╭─ TASK MATERIAL

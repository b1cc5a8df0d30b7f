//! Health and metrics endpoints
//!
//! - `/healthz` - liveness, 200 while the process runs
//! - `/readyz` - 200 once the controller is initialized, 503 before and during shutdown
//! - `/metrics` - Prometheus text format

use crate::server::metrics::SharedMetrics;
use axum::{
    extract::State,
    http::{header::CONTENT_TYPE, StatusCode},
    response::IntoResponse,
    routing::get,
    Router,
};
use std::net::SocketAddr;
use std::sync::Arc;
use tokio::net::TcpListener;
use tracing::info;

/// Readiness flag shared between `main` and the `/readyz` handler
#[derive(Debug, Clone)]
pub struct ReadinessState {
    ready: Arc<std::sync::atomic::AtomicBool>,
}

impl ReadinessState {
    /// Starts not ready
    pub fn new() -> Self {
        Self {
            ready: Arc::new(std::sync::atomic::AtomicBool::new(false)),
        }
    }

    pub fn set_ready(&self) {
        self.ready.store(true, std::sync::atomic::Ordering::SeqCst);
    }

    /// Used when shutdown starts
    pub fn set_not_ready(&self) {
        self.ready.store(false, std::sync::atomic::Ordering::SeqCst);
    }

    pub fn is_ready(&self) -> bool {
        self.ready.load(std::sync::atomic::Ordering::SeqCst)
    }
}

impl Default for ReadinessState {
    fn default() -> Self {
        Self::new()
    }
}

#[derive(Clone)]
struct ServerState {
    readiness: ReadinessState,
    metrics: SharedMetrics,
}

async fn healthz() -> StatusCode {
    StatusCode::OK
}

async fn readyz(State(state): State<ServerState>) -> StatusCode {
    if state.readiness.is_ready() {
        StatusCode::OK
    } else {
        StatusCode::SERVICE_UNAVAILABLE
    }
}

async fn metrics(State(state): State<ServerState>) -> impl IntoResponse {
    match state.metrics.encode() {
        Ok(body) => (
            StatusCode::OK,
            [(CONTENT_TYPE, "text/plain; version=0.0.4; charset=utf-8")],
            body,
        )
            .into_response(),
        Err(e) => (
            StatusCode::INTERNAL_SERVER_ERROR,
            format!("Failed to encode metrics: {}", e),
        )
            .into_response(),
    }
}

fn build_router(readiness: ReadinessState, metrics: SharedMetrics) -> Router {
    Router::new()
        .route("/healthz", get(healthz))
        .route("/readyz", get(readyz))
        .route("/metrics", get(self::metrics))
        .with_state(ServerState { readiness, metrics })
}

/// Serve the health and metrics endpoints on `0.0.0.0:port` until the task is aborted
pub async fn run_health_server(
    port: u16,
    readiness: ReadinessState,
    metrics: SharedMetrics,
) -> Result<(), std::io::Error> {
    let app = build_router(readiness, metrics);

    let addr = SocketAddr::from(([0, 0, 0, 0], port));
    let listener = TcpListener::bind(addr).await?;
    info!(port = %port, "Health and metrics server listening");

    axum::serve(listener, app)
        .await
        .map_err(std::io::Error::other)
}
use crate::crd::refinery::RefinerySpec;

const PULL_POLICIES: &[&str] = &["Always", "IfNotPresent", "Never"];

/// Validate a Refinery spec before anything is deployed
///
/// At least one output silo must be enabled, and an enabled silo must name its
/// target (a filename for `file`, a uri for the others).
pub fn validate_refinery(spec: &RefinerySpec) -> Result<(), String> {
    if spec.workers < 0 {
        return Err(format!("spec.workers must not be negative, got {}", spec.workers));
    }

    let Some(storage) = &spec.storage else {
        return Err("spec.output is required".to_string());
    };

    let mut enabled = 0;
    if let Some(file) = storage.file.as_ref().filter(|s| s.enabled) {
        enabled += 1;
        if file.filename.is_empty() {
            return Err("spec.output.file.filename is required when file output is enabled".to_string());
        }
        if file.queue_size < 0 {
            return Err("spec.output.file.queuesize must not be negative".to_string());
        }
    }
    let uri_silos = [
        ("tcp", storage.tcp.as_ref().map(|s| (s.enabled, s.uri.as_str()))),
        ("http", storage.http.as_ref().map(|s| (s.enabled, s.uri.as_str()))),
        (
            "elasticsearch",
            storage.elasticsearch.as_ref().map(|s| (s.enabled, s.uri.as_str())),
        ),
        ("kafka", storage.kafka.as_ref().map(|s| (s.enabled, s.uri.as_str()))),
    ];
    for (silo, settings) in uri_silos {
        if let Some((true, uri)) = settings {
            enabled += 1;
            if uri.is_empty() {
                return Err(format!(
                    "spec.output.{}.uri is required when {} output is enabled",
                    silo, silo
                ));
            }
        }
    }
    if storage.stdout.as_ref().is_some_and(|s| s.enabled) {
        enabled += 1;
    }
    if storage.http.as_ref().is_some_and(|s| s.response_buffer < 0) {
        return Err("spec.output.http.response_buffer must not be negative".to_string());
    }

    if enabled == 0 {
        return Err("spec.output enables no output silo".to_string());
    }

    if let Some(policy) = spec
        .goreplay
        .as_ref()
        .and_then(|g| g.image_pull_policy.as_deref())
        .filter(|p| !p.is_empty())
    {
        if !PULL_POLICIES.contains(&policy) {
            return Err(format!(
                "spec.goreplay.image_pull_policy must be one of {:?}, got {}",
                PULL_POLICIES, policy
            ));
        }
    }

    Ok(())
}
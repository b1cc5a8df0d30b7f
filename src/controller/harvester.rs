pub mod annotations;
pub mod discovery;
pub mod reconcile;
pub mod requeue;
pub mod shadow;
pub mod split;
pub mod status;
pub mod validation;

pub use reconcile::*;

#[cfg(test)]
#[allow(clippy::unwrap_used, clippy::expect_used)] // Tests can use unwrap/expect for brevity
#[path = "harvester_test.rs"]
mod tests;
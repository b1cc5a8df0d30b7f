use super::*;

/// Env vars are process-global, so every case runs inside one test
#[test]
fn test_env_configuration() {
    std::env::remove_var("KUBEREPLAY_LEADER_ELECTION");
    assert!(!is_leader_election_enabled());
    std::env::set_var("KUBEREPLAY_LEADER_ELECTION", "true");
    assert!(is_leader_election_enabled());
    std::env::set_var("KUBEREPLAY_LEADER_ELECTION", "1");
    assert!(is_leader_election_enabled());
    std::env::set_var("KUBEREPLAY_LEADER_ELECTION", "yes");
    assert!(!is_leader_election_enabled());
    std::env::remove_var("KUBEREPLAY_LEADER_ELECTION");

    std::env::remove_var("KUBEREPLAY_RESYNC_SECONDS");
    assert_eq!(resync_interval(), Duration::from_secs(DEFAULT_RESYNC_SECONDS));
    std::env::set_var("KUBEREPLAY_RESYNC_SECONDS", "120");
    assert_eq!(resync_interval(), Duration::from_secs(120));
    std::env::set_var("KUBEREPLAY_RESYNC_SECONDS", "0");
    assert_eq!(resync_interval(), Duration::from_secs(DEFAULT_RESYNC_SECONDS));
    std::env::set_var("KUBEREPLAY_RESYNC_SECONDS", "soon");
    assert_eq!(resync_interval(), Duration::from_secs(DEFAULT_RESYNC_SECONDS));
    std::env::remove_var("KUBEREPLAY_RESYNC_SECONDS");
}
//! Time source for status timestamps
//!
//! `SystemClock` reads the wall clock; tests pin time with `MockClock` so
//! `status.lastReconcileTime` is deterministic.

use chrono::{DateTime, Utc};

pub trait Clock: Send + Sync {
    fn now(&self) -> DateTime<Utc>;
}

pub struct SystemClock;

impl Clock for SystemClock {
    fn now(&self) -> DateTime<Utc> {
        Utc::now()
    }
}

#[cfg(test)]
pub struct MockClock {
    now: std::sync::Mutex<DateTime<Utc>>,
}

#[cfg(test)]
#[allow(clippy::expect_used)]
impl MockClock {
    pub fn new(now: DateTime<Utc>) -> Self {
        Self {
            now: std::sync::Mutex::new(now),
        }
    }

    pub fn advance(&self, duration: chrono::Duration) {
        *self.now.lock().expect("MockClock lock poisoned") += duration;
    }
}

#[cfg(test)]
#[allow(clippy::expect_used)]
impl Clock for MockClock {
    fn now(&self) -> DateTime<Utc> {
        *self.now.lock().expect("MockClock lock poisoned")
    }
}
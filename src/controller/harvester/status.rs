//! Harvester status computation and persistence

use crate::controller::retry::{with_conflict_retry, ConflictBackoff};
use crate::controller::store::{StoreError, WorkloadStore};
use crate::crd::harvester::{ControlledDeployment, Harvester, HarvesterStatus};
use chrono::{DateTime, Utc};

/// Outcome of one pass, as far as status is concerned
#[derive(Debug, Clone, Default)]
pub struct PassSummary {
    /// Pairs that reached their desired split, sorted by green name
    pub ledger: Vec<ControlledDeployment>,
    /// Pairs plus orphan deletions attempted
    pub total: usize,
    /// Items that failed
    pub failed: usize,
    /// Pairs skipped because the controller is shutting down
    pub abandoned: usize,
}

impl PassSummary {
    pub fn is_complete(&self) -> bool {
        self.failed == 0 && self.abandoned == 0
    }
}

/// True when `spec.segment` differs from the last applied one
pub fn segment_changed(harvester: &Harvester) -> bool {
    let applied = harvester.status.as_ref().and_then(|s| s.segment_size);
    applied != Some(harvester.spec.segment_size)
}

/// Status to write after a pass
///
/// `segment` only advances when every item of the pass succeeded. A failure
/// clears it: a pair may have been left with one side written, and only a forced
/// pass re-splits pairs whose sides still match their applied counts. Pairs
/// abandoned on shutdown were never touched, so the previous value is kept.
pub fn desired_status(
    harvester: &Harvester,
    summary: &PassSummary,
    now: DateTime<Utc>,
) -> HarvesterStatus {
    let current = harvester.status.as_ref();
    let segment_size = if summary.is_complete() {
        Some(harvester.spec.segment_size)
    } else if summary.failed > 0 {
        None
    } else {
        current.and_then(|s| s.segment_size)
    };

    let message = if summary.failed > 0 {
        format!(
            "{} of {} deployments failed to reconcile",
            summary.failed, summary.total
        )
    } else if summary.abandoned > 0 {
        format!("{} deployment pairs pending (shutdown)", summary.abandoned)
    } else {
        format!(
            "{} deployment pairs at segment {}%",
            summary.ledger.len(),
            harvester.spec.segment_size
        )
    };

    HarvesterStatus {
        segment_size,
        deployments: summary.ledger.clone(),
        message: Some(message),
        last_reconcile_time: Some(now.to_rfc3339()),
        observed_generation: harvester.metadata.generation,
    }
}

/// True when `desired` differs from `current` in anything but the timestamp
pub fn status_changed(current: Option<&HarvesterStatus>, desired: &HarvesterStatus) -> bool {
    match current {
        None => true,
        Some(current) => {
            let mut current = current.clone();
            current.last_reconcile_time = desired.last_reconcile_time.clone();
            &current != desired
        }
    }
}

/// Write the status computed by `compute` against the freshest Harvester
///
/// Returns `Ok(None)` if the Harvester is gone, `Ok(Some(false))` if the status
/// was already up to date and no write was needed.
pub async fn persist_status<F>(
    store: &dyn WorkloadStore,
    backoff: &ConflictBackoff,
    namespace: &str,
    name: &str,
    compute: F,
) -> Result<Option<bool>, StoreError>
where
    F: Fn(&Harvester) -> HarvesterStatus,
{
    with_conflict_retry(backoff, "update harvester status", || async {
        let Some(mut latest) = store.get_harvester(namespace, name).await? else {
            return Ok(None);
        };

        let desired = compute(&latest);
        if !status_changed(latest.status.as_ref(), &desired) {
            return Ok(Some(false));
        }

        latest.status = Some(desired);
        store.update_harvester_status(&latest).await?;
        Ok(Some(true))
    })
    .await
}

╰─

→ **EXERCISE AIM**
Please print verbatim each line from the first line of the entries above to the line that contains "pub fn set_not_ready(&self)", inclusive, and nothing more.

→ **RESPONSE TO THIS EXERCISE**
repository b1cc5a8df0d30b7f
//! Health and metrics endpoints
//!
//! - `/healthz` - liveness, 200 while the process runs
//! - `/readyz` - 200 once the controller is initialized, 503 before and during shutdown
//! - `/metrics` - Prometheus text format

use crate::server::metrics::SharedMetrics;
use axum::{
    extract::State,
    http::{header::CONTENT_TYPE, StatusCode},
    response::IntoResponse,
    routing::get,
    Router,
};
use std::net::SocketAddr;
use std::sync::Arc;
use tokio::net::TcpListener;
use tracing::info;

/// Readiness flag shared between `main` and the `/readyz` handler
#[derive(Debug, Clone)]
pub struct ReadinessState {
    ready: Arc<std::sync::atomic::AtomicBool>,
}

impl ReadinessState {
    /// Starts not ready
    pub fn new() -> Self {
        Self {
            ready: Arc::new(std::sync::atomic::AtomicBool::new(false)),
        }
    }

    pub fn set_ready(&self) {
        self.ready.store(true, std::sync::atomic::Ordering::SeqCst);
    }

    /// Used when shutdown starts
    pub fn set_not_ready(&self) {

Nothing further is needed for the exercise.